## Assignment
Which lines in the records below contain the word "that"? Return each of them.

── Data extracts ──

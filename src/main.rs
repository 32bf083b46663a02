//! tcp-buttons CLI - serves a button panel over the TCP control protocol.
//!
//! This is the main binary entry point. See the `tcp_buttons` library for
//! the core functionality.

use std::path::PathBuf;
use std::sync::Arc;
use std::time::Duration;

use anyhow::{Context, Result};
use clap::{Parser, Subcommand};
use tcp_buttons::hub::HubEventSender;
use tcp_buttons::panel::simulator::Simulator;
use tcp_buttons::{Config, Hub, HubEvent, Panel, VirtualPanel};

// CLI
#[derive(Parser)]
#[command(name = "tcp-buttons")]
#[command(version)]
#[command(about = "TCP control server for a bank of LED push buttons")]
struct Cli {
    #[command(subcommand)]
    command: Commands,
}

#[derive(Subcommand)]
enum Commands {
    /// Run the control server
    Start {
        /// Configuration file (defaults to the platform config directory)
        #[arg(long)]
        config: Option<PathBuf>,
        /// Override the control port
        #[arg(long)]
        port: Option<u16>,
        /// Override the bind address
        #[arg(long)]
        bind: Option<String>,
        /// Drive the panel from console commands on stdin
        #[arg(long)]
        simulate: bool,
    },
    /// Print the effective configuration
    Config {
        /// Configuration file (defaults to the platform config directory)
        #[arg(long)]
        config: Option<PathBuf>,
    },
}

fn init_logging() -> Result<()> {
    let mut builder =
        env_logger::Builder::from_env(env_logger::Env::default().default_filter_or("info"));
    builder.format_timestamp_secs();

    if let Some(path) = std::env::var_os("TCP_BUTTONS_LOG_FILE") {
        let path = PathBuf::from(path);
        let log_file = std::fs::File::create(&path)
            .with_context(|| format!("Failed to create log file at {}", path.display()))?;
        builder.target(env_logger::Target::Pipe(Box::new(log_file)));
    }

    builder.init();
    Ok(())
}

/// Forward process signals to the hub.
///
/// SIGINT/SIGTERM stop the process. On unix, SIGUSR1/SIGUSR2 report the
/// network link going down/up.
#[cfg(unix)]
async fn forward_signals(hub_event_tx: HubEventSender) -> Result<()> {
    use tokio::signal::unix::{signal, SignalKind};

    let mut terminate = signal(SignalKind::terminate())?;
    let mut link_down = signal(SignalKind::user_defined1())?;
    let mut link_up = signal(SignalKind::user_defined2())?;

    loop {
        let event = tokio::select! {
            result = tokio::signal::ctrl_c() => {
                result?;
                HubEvent::Shutdown
            }
            _ = terminate.recv() => HubEvent::Shutdown,
            _ = link_down.recv() => HubEvent::LinkDown,
            _ = link_up.recv() => HubEvent::LinkUp,
        };

        let stopping = event == HubEvent::Shutdown;
        if hub_event_tx.send(event).is_err() || stopping {
            return Ok(());
        }
    }
}

#[cfg(not(unix))]
async fn forward_signals(hub_event_tx: HubEventSender) -> Result<()> {
    tokio::signal::ctrl_c().await?;
    let _ = hub_event_tx.send(HubEvent::Shutdown);
    Ok(())
}

async fn run_server(config: Config, simulate: bool) -> Result<()> {
    let device = Arc::new(VirtualPanel::new());
    let panel = Panel::new(&config.buttons, device);
    let mut hub = Hub::new(&config, Some(panel));

    let addr = hub.start()?;
    println!("tcp-buttons v{} listening on {}", env!("CARGO_PKG_VERSION"), addr);

    let signal_tx = hub.event_sender();
    tokio::spawn(async move {
        if let Err(e) = forward_signals(signal_tx).await {
            log::error!("Signal handling failed: {e:#}");
        }
    });

    if simulate {
        log::info!("[Panel] Simulator attached to stdin");
        let simulator = Simulator::new(config.buttons.clone(), hub.event_sender());
        let stdin = tokio::io::BufReader::new(tokio::io::stdin());
        tokio::spawn(simulator.run(stdin));
    }

    hub.run().await
}

fn main() -> Result<()> {
    init_logging()?;

    let cli = Cli::parse();

    match cli.command {
        Commands::Start {
            config,
            port,
            bind,
            simulate,
        } => {
            let mut config = Config::load(config.as_deref())?;
            if let Some(port) = port {
                config.port = port;
            }
            if let Some(bind) = bind {
                config.bind_address = bind;
            }

            let runtime = tokio::runtime::Runtime::new().context("Failed to create tokio runtime")?;
            let result = runtime.block_on(run_server(config, simulate));
            // A pending stdin read from the simulator would otherwise hold shutdown.
            runtime.shutdown_timeout(Duration::from_secs(1));
            result?;
            println!("Shut down.");
        }
        Commands::Config { config } => {
            let config = Config::load(config.as_deref())?;
            println!("{}", serde_json::to_string_pretty(&config)?);
        }
    }

    Ok(())
}
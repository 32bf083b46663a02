//! Wire protocol codec for the TCP control channel.
//!
//! Inbound: newline-delimited ASCII commands.
//!
//! ```text
//! POLL\n
//! CONFIGURE Power TOGGLE\n
//! ```
//!
//! Outbound: every message (response, banner, broadcast) ends with a blank
//! line so a line-oriented client can find message boundaries.
//!
//! ```text
//! UPDATE:\n
//!   BUTTON<Power> = True\n
//! \n
//! ```

use anyhow::{bail, Result};

use crate::constants::MAX_LINE_LENGTH;
use crate::controller::ButtonMode;
use crate::panel::GroupId;

/// Incremental line decoder that handles partial reads.
///
/// Feed bytes via [`LineDecoder::feed`] and receive every complete line.
/// Whatever follows the last `\n` is buffered for the next call, so the
/// output does not depend on how the transport chunks the stream.
#[derive(Debug, Default)]
pub struct LineDecoder {
    pending: Vec<u8>,
}

impl LineDecoder {
    /// Create a new decoder with an empty buffer.
    pub fn new() -> Self {
        Self::default()
    }

    /// Feed bytes and extract all complete lines, terminators stripped.
    ///
    /// Empty lines are returned as empty strings. Non-UTF-8 bytes are
    /// replaced rather than rejected.
    ///
    /// # Errors
    ///
    /// Fails once the unterminated tail exceeds [`MAX_LINE_LENGTH`]. The
    /// stream cannot be resynchronized after that.
    pub fn feed(&mut self, bytes: &[u8]) -> Result<Vec<String>> {
        self.pending.extend_from_slice(bytes);

        let lines = match self.pending.iter().rposition(|b| *b == b'\n') {
            Some(last_newline) => {
                let rest = self.pending.split_off(last_newline + 1);
                let complete = std::mem::replace(&mut self.pending, rest);
                complete[..last_newline]
                    .split(|b| *b == b'\n')
                    .map(|line| String::from_utf8_lossy(line).into_owned())
                    .collect()
            }
            None => Vec::new(),
        };

        if self.pending.len() > MAX_LINE_LENGTH {
            let length = self.pending.len();
            self.pending.clear();
            bail!("Line too long: {length} bytes without newline (max {MAX_LINE_LENGTH})");
        }

        Ok(lines)
    }

    /// The buffered partial line.
    pub fn pending(&self) -> &[u8] {
        &self.pending
    }

    /// Returns true if the decoder has buffered partial data.
    pub fn has_partial(&self) -> bool {
        !self.pending.is_empty()
    }
}

/// Boolean as rendered on the wire.
pub fn format_bool(value: bool) -> &'static str {
    if value {
        "True"
    } else {
        "False"
    }
}

/// `  BUTTON<name> = MODE[ GROUP n]\n`
pub fn config_line(name: &str, mode: ButtonMode, group: Option<GroupId>) -> String {
    match group {
        Some(group) => format!("  BUTTON<{name}> = {mode} GROUP {group}\n"),
        None => format!("  BUTTON<{name}> = {mode}\n"),
    }
}

/// `  BUTTON<name> = True|False\n`
pub fn button_line(name: &str, state: bool) -> String {
    format!("  BUTTON<{name}> = {}\n", format_bool(state))
}

/// `  GROUP<n> = name\n`
pub fn group_line(group: GroupId, name: &str) -> String {
    format!("  GROUP<{group}> = {name}\n")
}

/// Broadcast for a button LED change.
pub fn button_update(name: &str, state: bool) -> String {
    format!("UPDATE:\n{}\n", button_line(name, state))
}

/// Broadcast for a group selection change.
pub fn group_update(group: GroupId, name: &str) -> String {
    format!("UPDATE:\n{}\n", group_line(group, name))
}

/// Broadcast for a volume change.
pub fn volume_update(level: u16) -> String {
    format!("UPDATE:\n  VOLUME = {level}\n\n")
}

/// Banner sent when a client connects.
pub fn welcome(prompt: &str) -> String {
    format!("# Welcome to {prompt}\n\n")
}

#[cfg(test)]
mod tests {
    use super::*;

    #[test]
    fn test_single_complete_line() {
        let mut decoder = LineDecoder::new();
        assert_eq!(decoder.feed(b"POLL\n").unwrap(), vec!["POLL"]);
        assert!(!decoder.has_partial());
    }

    #[test]
    fn test_partial_line_is_retained() {
        let mut decoder = LineDecoder::new();
        assert!(decoder.feed(b"CONFIG").unwrap().is_empty());
        assert_eq!(decoder.pending(), b"CONFIG");
        assert_eq!(decoder.feed(b"URE A TOGGLE\nSE").unwrap(), vec!["CONFIGURE A TOGGLE"]);
        assert_eq!(decoder.pending(), b"SE");
    }

    #[test]
    fn test_burst_with_empty_lines() {
        let mut decoder = LineDecoder::new();
        let lines = decoder.feed(b"POLL\n\nSET A TRUE\n\nDIS").unwrap();
        assert_eq!(lines, vec!["POLL", "", "SET A TRUE", ""]);
        assert_eq!(decoder.pending(), b"DIS");
    }

    #[test]
    fn test_carriage_return_is_preserved() {
        let mut decoder = LineDecoder::new();
        assert_eq!(decoder.feed(b"POLL\r\n").unwrap(), vec!["POLL\r"]);
    }

    #[test]
    fn test_chunking_does_not_change_output() {
        let stream: &[u8] = b"POLL\nCONFIGURE B INTERLOCK GROUP 1\n\nSETGROUP 1 C\nSETVOL";

        let mut whole = LineDecoder::new();
        let all_at_once = whole.feed(stream).unwrap();

        for chunk_size in [1, 2, 3, 7, 16] {
            let mut decoder = LineDecoder::new();
            let mut lines = Vec::new();
            for chunk in stream.chunks(chunk_size) {
                lines.extend(decoder.feed(chunk).unwrap());
            }
            assert_eq!(lines, all_at_once, "chunk size {chunk_size}");
            assert_eq!(decoder.pending(), whole.pending());
        }

        assert_eq!(whole.feed(b"UME 10\n").unwrap(), vec!["SETVOLUME 10"]);
    }

    #[test]
    fn test_split_multibyte_character() {
        let mut decoder = LineDecoder::new();
        let bytes = "caf\u{e9}\n".as_bytes();
        let mut lines = Vec::new();
        for byte in bytes {
            lines.extend(decoder.feed(std::slice::from_ref(byte)).unwrap());
        }
        assert_eq!(lines, vec!["caf\u{e9}"]);
    }

    #[test]
    fn test_oversized_line_rejected() {
        let mut decoder = LineDecoder::new();
        let chunk = vec![b'A'; MAX_LINE_LENGTH / 2];
        assert!(decoder.feed(&chunk).unwrap().is_empty());
        assert!(decoder.feed(&chunk).unwrap().is_empty());
        assert!(decoder.feed(b"A").is_err());
        assert!(!decoder.has_partial());
    }

    #[test]
    fn test_long_stream_of_short_lines_accepted() {
        let mut decoder = LineDecoder::new();
        let mut total = 0;
        for _ in 0..(MAX_LINE_LENGTH / 4) {
            total += decoder.feed(b"POLL\nPO").unwrap().len();
            total += decoder.feed(b"LL\n").unwrap().len();
        }
        assert_eq!(total, MAX_LINE_LENGTH / 2);
        assert!(!decoder.has_partial());
    }

    #[test]
    fn test_formatting() {
        assert_eq!(
            config_line("Power", ButtonMode::Interlock, Some(2)),
            "  BUTTON<Power> = INTERLOCK GROUP 2\n"
        );
        assert_eq!(config_line("Mute", ButtonMode::Toggle, None), "  BUTTON<Mute> = TOGGLE\n");
        assert_eq!(button_update("Mute", false), "UPDATE:\n  BUTTON<Mute> = False\n\n");
        assert_eq!(group_update(1, "Power"), "UPDATE:\n  GROUP<1> = Power\n\n");
        assert_eq!(volume_update(5459), "UPDATE:\n  VOLUME = 5459\n\n");
        assert_eq!(welcome("PANEL-1"), "# Welcome to PANEL-1\n\n");
    }
}
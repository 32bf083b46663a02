//! Configuration loading.
//!
//! Reads the JSON configuration file and layers `TCP_BUTTONS_*` environment
//! overrides on top. A missing default file is not an error: the built-in
//! defaults describe a ten-key panel with volume keys.

use std::collections::HashSet;
use std::fs;
use std::path::{Path, PathBuf};

use anyhow::{bail, Context, Result};
use serde::{Deserialize, Serialize};

use crate::constants::{
    DEFAULT_BIND_ADDRESS, DEFAULT_MAX_CLIENTS, DEFAULT_PORT, DEFAULT_PROMPT, DEFAULT_VOLUME_STEP,
};
use crate::panel::{ButtonRole, DeviceButton};

/// Configuration for the tcp-buttons server.
#[derive(Serialize, Deserialize, Clone, Debug, PartialEq, Eq)]
#[serde(default)]
pub struct Config {
    /// IP address the control listener binds to.
    pub bind_address: String,
    /// TCP control port.
    pub port: u16,
    /// Maximum number of simultaneously connected clients.
    pub max_clients: usize,
    /// Name announced in the welcome banner.
    pub prompt: String,
    /// Volume change per press of a hardware volume key.
    pub volume_step: u16,
    /// Device button enumeration.
    pub buttons: Vec<DeviceButton>,
}

impl Default for Config {
    fn default() -> Self {
        let mut buttons = vec![DeviceButton::new(1, "Power"), DeviceButton::new(2, "Mute")];
        for n in 1..=6 {
            buttons.push(DeviceButton::new(n + 2, format!("Button{n}")));
        }
        buttons.push(DeviceButton::with_role(9, "VolumeUp", ButtonRole::VolumeUp));
        buttons.push(DeviceButton::with_role(10, "VolumeDown", ButtonRole::VolumeDown));

        Self {
            bind_address: DEFAULT_BIND_ADDRESS.to_string(),
            port: DEFAULT_PORT,
            max_clients: DEFAULT_MAX_CLIENTS,
            prompt: DEFAULT_PROMPT.to_string(),
            volume_step: DEFAULT_VOLUME_STEP,
            buttons,
        }
    }
}

impl Config {
    /// Default configuration file: `<config dir>/tcp-buttons/config.json`.
    pub fn default_path() -> Result<PathBuf> {
        Ok(dirs::config_dir()
            .context("Could not determine config directory")?
            .join("tcp-buttons")
            .join("config.json"))
    }

    /// Load configuration with environment overrides applied.
    ///
    /// Path priority: `path` argument, then `TCP_BUTTONS_CONFIG`, then
    /// [`Config::default_path`]. An explicitly named file must exist; a
    /// missing default file yields the built-in defaults.
    pub fn load(path: Option<&Path>) -> Result<Self> {
        let explicit = path
            .map(Path::to_path_buf)
            .or_else(|| std::env::var_os("TCP_BUTTONS_CONFIG").map(PathBuf::from));

        let mut config = match explicit {
            Some(path) => Self::load_from_file(&path)?,
            None => match Self::default_path() {
                Ok(path) if path.exists() => Self::load_from_file(&path)?,
                _ => Self::default(),
            },
        };

        config.apply_env_overrides();
        config.validate()?;
        Ok(config)
    }

    /// Parse a configuration file. Absent fields take their defaults.
    pub fn load_from_file(path: &Path) -> Result<Self> {
        let content = fs::read_to_string(path)
            .with_context(|| format!("Failed to read config: {}", path.display()))?;
        serde_json::from_str(&content)
            .with_context(|| format!("Failed to parse config: {}", path.display()))
    }

    fn apply_env_overrides(&mut self) {
        self.apply_overrides(|key| std::env::var(key).ok());
    }

    /// Apply `TCP_BUTTONS_*` overrides from `lookup`. Unparsable values are
    /// ignored.
    pub fn apply_overrides(&mut self, lookup: impl Fn(&str) -> Option<String>) {
        if let Some(bind) = lookup("TCP_BUTTONS_BIND") {
            self.bind_address = bind;
        }

        if let Some(port) = lookup("TCP_BUTTONS_PORT") {
            if let Ok(port) = port.parse::<u16>() {
                self.port = port;
            }
        }

        if let Some(max_clients) = lookup("TCP_BUTTONS_MAX_CLIENTS") {
            if let Ok(max) = max_clients.parse::<usize>() {
                self.max_clients = max;
            }
        }

        if let Some(prompt) = lookup("TCP_BUTTONS_PROMPT") {
            self.prompt = prompt;
        }
    }

    /// Reject configurations the panel cannot represent.
    pub fn validate(&self) -> Result<()> {
        if self.max_clients == 0 {
            bail!("max_clients must be at least 1");
        }

        let mut ids = HashSet::new();
        let mut names = HashSet::new();
        for button in &self.buttons {
            if button.name.trim().is_empty() {
                bail!("Button {} has an empty name", button.id);
            }
            if !ids.insert(button.id) {
                bail!("Duplicate button id: {}", button.id);
            }
            if !names.insert(button.name.as_str()) {
                bail!("Duplicate button name: {}", button.name);
            }
        }
        Ok(())
    }
}

#[cfg(test)]
mod tests {
    use super::*;
    use std::collections::HashMap;

    #[test]
    fn test_defaults() {
        let config = Config::default();
        assert_eq!(config.port, 9023);
        assert_eq!(config.bind_address, "0.0.0.0");
        assert_eq!(config.max_clients, 32);
        assert_eq!(config.volume_step, 5459);
        assert_eq!(config.buttons.len(), 10);
        assert_eq!(
            config.buttons.iter().filter(|b| b.role.is_volume()).count(),
            2
        );
        config.validate().unwrap();
    }

    #[test]
    fn test_partial_file_keeps_defaults() {
        let dir = tempfile::TempDir::new().unwrap();
        let path = dir.path().join("config.json");
        fs::write(
            &path,
            r#"{"port": 4000, "buttons": [{"id": 5, "name": "Lights"}]}"#,
        )
        .unwrap();

        let config = Config::load(Some(&path)).unwrap();
        assert_eq!(config.port, 4000);
        assert_eq!(config.prompt, DEFAULT_PROMPT);
        assert_eq!(config.buttons, vec![DeviceButton::new(5, "Lights")]);
    }

    #[test]
    fn test_missing_explicit_file_is_error() {
        let dir = tempfile::TempDir::new().unwrap();
        let path = dir.path().join("absent.json");
        assert!(Config::load(Some(&path)).is_err());
    }

    #[test]
    fn test_invalid_json_is_error() {
        let dir = tempfile::TempDir::new().unwrap();
        let path = dir.path().join("config.json");
        fs::write(&path, "{ not json").unwrap();
        let err = Config::load_from_file(&path).unwrap_err();
        assert!(err.to_string().contains("Failed to parse config"));
    }

    #[test]
    fn test_overrides() {
        let env: HashMap<&str, &str> = HashMap::from([
            ("TCP_BUTTONS_PORT", "9100"),
            ("TCP_BUTTONS_BIND", "127.0.0.1"),
            ("TCP_BUTTONS_MAX_CLIENTS", "not-a-number"),
            ("TCP_BUTTONS_PROMPT", "LOBBY"),
        ]);
        let mut config = Config::default();
        config.apply_overrides(|key| env.get(key).map(|v| (*v).to_string()));

        assert_eq!(config.port, 9100);
        assert_eq!(config.bind_address, "127.0.0.1");
        assert_eq!(config.max_clients, DEFAULT_MAX_CLIENTS);
        assert_eq!(config.prompt, "LOBBY");
    }

    #[test]
    fn test_validate_rejects_duplicates() {
        let mut config = Config {
            buttons: vec![DeviceButton::new(1, "A"), DeviceButton::new(1, "B")],
            ..Config::default()
        };
        assert!(config.validate().is_err());

        config.buttons = vec![DeviceButton::new(1, "A"), DeviceButton::new(2, "A")];
        assert!(config.validate().is_err());

        config.buttons = vec![DeviceButton::new(1, "A"), DeviceButton::new(2, "B")];
        config.validate().unwrap();
    }
}
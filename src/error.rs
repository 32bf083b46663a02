//! Typed errors for the controller and command layers.
//!
//! Transport and listener failures never surface as values: they are logged
//! where they happen. Everything here is converted into a response line at the
//! single-command boundary in [`crate::dispatch`].

use crate::panel::ButtonId;

/// Errors raised by [`crate::controller::ButtonController`] operations.
#[derive(Debug, Clone, PartialEq, Eq, thiserror::Error)]
pub enum ControllerError {
    /// No button with this id is registered.
    #[error("unknown button id: {0}")]
    UnknownButtonId(ButtonId),
    /// No button with this name is registered.
    #[error("unknown button name: {0:?}")]
    UnknownButtonName(String),
}

/// Errors raised while parsing or executing a single command line.
#[derive(Debug, Clone, PartialEq, Eq, thiserror::Error)]
pub enum CommandError {
    /// The line matches no known command.
    #[error("unrecognized command")]
    Unrecognized,
    /// The line matches a command shape but a field is unusable.
    #[error("malformed command: {0}")]
    Malformed(String),
    /// The controller rejected the operation.
    #[error(transparent)]
    Controller(#[from] ControllerError),
}

impl CommandError {
    /// Wire response for this error.
    pub fn response(&self) -> &'static str {
        match self {
            Self::Unrecognized => crate::constants::RESPONSE_UNRECOGNIZED,
            Self::Malformed(_) | Self::Controller(_) => crate::constants::RESPONSE_INVALID,
        }
    }
}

───

## Answer to this task
/// Incremental line decoder that handles partial reads.
    /// stream cannot be resynchronized after that.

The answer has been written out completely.